Basic OpenGL 2.0 Tutorial
Dec 20, 2012
10 minute read

I’ve been working on my own 3d game engine in C called PortableGLUE and have had to learn OpenGL from scratch. During that process I searched far and wide on the internet for information on just getting started. I found a lot of resources that covered the fixed pipeline that existed before OpenGL version 2 but these were not insightful for setting up a modern version 2.0 program. Also, when I looked through books on the topic, all of the ones I encountered included their own graphics engine library and then explained OpenGL in terms of that library. I didn’t find a clear, simple, basic example of how to render a simple object. Now that I’ve gotten far in my own library, I decided that now would be a good time to create that type of tutorial myself.
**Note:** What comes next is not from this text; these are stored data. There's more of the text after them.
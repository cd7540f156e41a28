//! Core screening-conversation state machine
//!
//! Implements the Elm Architecture pattern with pure state transitions.

mod effect;
pub mod event;
pub mod state;
pub(crate) mod transition;

#[cfg(test)]
mod proptests;

pub use effect::Effect;
pub use event::Event;
pub use state::{
    parse_tech_stack, ConversationState, Field, QaPair, Speaker, Stage, TranscriptEntry,
    TurnContext,
};
pub use transition::{transition, TransitionError, TransitionResult, MAX_TECHNICAL_QUESTIONS};
//! Service layer: blob stores, listing backends, the metadata index and the
//! gallery operations built on top of them.

pub mod blob_store;
pub mod cursor;
pub mod error;
pub mod filter;
pub mod gallery_service;
pub mod listing;
pub mod metadata_index;
pub mod signer;
pub mod url_issuer;
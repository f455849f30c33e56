//! Page requests and the page payload handed to the presentation layer.

use crate::{
    models::object::ImageData,
    services::error::{GalleryError, GalleryResult},
};
use serde::Serialize;

/// A validated request for one page of results.
///
/// `page_number` and `page_size` are both at least 1. A blank search term is
/// normalised to `None`.
#[derive(Clone, Debug, PartialEq, Eq)]
pub struct PageRequest {
    page_number: u32,
    page_size: u32,
    search: Option<String>,
}

impl PageRequest {
    pub fn new(page_number: i64, page_size: i64, search: Option<String>) -> GalleryResult<Self> {
        if page_number < 1 {
            return Err(GalleryError::InvalidPageRequest(format!(
                "page number must be at least 1, got {}",
                page_number
            )));
        }
        let page_size = validate_page_size(page_size)?;
        let page_number = u32::try_from(page_number).map_err(|_| {
            GalleryError::InvalidPageRequest(format!("page number {} is too large", page_number))
        })?;

        Ok(Self {
            page_number,
            page_size,
            search: search.filter(|s| !s.trim().is_empty()),
        })
    }

    pub fn page_number(&self) -> u32 {
        self.page_number
    }

    pub fn page_size(&self) -> u32 {
        self.page_size
    }

    pub fn search(&self) -> Option<&str> {
        self.search.as_deref()
    }

    /// Number of matching records preceding this page.
    pub fn offset(&self) -> u64 {
        u64::from(self.page_number - 1) * u64::from(self.page_size)
    }
}

/// Reject non-positive page sizes before any store access.
pub fn validate_page_size(page_size: i64) -> GalleryResult<u32> {
    if page_size < 1 {
        return Err(GalleryError::InvalidPageRequest(format!(
            "page size must be at least 1, got {}",
            page_size
        )));
    }
    u32::try_from(page_size).map_err(|_| {
        GalleryError::InvalidPageRequest(format!("page size {} is too large", page_size))
    })
}

/// `ceil(matching / page_size)`, saturating at `u32::MAX`.
pub fn page_count(matching: u64, page_size: u32) -> u32 {
    let pages = matching.div_ceil(u64::from(page_size.max(1)));
    u32::try_from(pages).unwrap_or(u32::MAX)
}

/// Page payload returned by `GET /api/images`.
#[derive(Serialize, Debug)]
#[serde(rename_all = "camelCase")]
pub struct GalleryPage {
    pub items: Vec<ImageData>,
    pub current_page: u32,
    pub total_pages: u32,
    pub size_used: u32,
    #[serde(rename = "searchTermEchoed")]
    pub search: Option<String>,
    pub page_numbers: Vec<u32>,
}

impl GalleryPage {
    pub fn new(request: &PageRequest, items: Vec<ImageData>, total_pages: u32) -> Self {
        Self {
            items,
            current_page: request.page_number(),
            total_pages,
            size_used: request.page_size(),
            search: request.search().map(str::to_string),
            page_numbers: (1..=total_pages).collect(),
        }
    }
}
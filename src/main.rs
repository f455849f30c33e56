use anyhow::{Context, Result};
use axum::Router;
use sqlx::sqlite::{SqliteConnectOptions, SqlitePoolOptions};
use std::{fs, io::ErrorKind, path::Path, str::FromStr, sync::Arc};
use tokio::net::TcpListener;
use tracing_subscriber::EnvFilter;

use crate::{
    config::{AppConfig, StoreKind, UrlMode},
    services::{
        blob_store::{BlobStore, DiskBlobStore, MemoryBlobStore},
        gallery_service::GalleryService,
        listing,
        metadata_index::MetadataIndex,
        signer::UrlSigner,
        url_issuer::AccessUrlIssuer,
    },
};

mod config;
mod errors;
mod handlers;
mod models;
mod routes;
mod services;

#[tokio::main]
async fn main() -> Result<()> {
    // --- Logging setup ---
    tracing_subscriber::fmt()
        .with_env_filter(EnvFilter::from_default_env())
        .init();

    // --- Parse config + migrate flag ---
    let (cfg, migrate) = AppConfig::from_env_and_args()?;

    tracing::info!("Starting image-gallery with config: {:?}", cfg);

    // --- Ensure storage directory exists ---
    if cfg.store == StoreKind::Disk && !Path::new(&cfg.storage_dir).exists() {
        fs::create_dir_all(&cfg.storage_dir)?;
        tracing::info!("Created storage directory at {}", cfg.storage_dir);
    }

    // --- Metadata index (empty database URL runs without one) ---
    let index = open_index(&cfg.database_url).await?;

    // --- Handle migration mode ---
    if migrate {
        let index = index.context("--migrate needs a database URL")?;
        let applied = index.migrate().await?;
        tracing::info!("Database migration complete ({} statements).", applied);
        return Ok(()); // exit after migration
    }
    if let Some(index) = &index {
        index.migrate().await?;
    }

    // --- Blob store + listing backend ---
    let signer = match &cfg.signing_secret {
        Some(secret) => Some(UrlSigner::new(secret.as_bytes(), &cfg.signing_base_url)?),
        None => None,
    };
    let store: Arc<dyn BlobStore> = match cfg.store {
        StoreKind::Disk => {
            let disk = DiskBlobStore::new(&cfg.storage_dir, cfg.bucket.clone());
            Arc::new(match signer {
                Some(signer) => disk.with_signer(signer),
                None => disk,
            })
        }
        StoreKind::Memory => {
            let memory = MemoryBlobStore::new(cfg.bucket.clone());
            Arc::new(match signer {
                Some(signer) => memory.with_signer(signer),
                None => memory,
            })
        }
    };
    let listing = listing::build(cfg.listing, store.clone(), index.clone())?;

    let urls = match (cfg.url_mode, &cfg.public_base_url) {
        (UrlMode::Signed, _) => AccessUrlIssuer::signed(store.clone()),
        (UrlMode::Public, Some(base)) => AccessUrlIssuer::public_with_base(base.as_str()),
        (UrlMode::Public, None) => AccessUrlIssuer::public(&cfg.bucket, &cfg.store_domain),
    };
    tracing::info!(listing = listing.name(), urls = ?urls, "gallery ready");

    let gallery = GalleryService::new(store, listing, index, urls);

    // --- Build router ---
    let app: Router = routes::routes::routes().with_state(gallery);

    // --- Start server ---
    let addr = cfg.addr();
    let listener = match TcpListener::bind(&addr).await {
        Ok(listener) => listener,
        Err(err)
            if err.kind() == ErrorKind::PermissionDenied
                && matches!(cfg.host.as_str(), "0.0.0.0" | "::") =>
        {
            let fallback_addr = format!("127.0.0.1:{}", cfg.port);
            tracing::warn!(
                "Permission denied binding to {} ({}). Falling back to {}",
                addr,
                err,
                fallback_addr
            );
            TcpListener::bind(&fallback_addr).await?
        }
        Err(err) => return Err(err.into()),
    };

    tracing::info!("Server listening on http://{}", listener.local_addr()?);
    axum::serve(listener, app).await?;

    Ok(())
}

/// Connect to the SQLite metadata index, creating the file and its parent directory if needed.
async fn open_index(database_url: &str) -> Result<Option<MetadataIndex>> {
    if database_url.trim().is_empty() {
        tracing::warn!("No database URL configured; running without a metadata index");
        return Ok(None);
    }

    let db_path = database_url
        .trim_start_matches("sqlite://")
        .trim_start_matches("sqlite:")
        .trim_start_matches("file:");
    tracing::debug!("Interpreted SQLite path => {}", db_path);

    if let Some(parent) = Path::new(db_path).parent() {
        if !parent.as_os_str().is_empty() && !parent.exists() {
            fs::create_dir_all(parent)?;
            tracing::info!("Created missing directory {:?}", parent);
        }
    }

    let options = SqliteConnectOptions::from_str(database_url)
        .with_context(|| format!("parsing database URL `{}`", database_url))?
        .create_if_missing(true);
    let db = SqlitePoolOptions::new()
        .max_connections(5)
        .connect_with(options)
        .await?;

    Ok(Some(MetadataIndex::new(Arc::new(db))))
}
This tutorial will skip the fixed pipeline completely and introduce you to the bare minimum needed to get going in modern OpenGL with programmable shaders in Linux and ANSI C (tested under Fedora 18 beta). This tutorial will also not explain OpenGL in depth and is meant to be used as an adjunct to other material. Using the code here as a starting point.

Only GCC, OpenGL and GLFW 2.x to create the application window are required. No additional libraries are used. Compiling this in Mac OS X should be just as simple. Compiling in Windows will be trickier; mingw will be needed as well as GLEW. For iOS and OpenGL ES 2.0+, this code will also work for the basics, but your objective-c host code will need to create the OpenGL canvas and a a few small modifications to the shaders need to be made. Eventually I’ll write a separate blog post to describe this process on other operating systems.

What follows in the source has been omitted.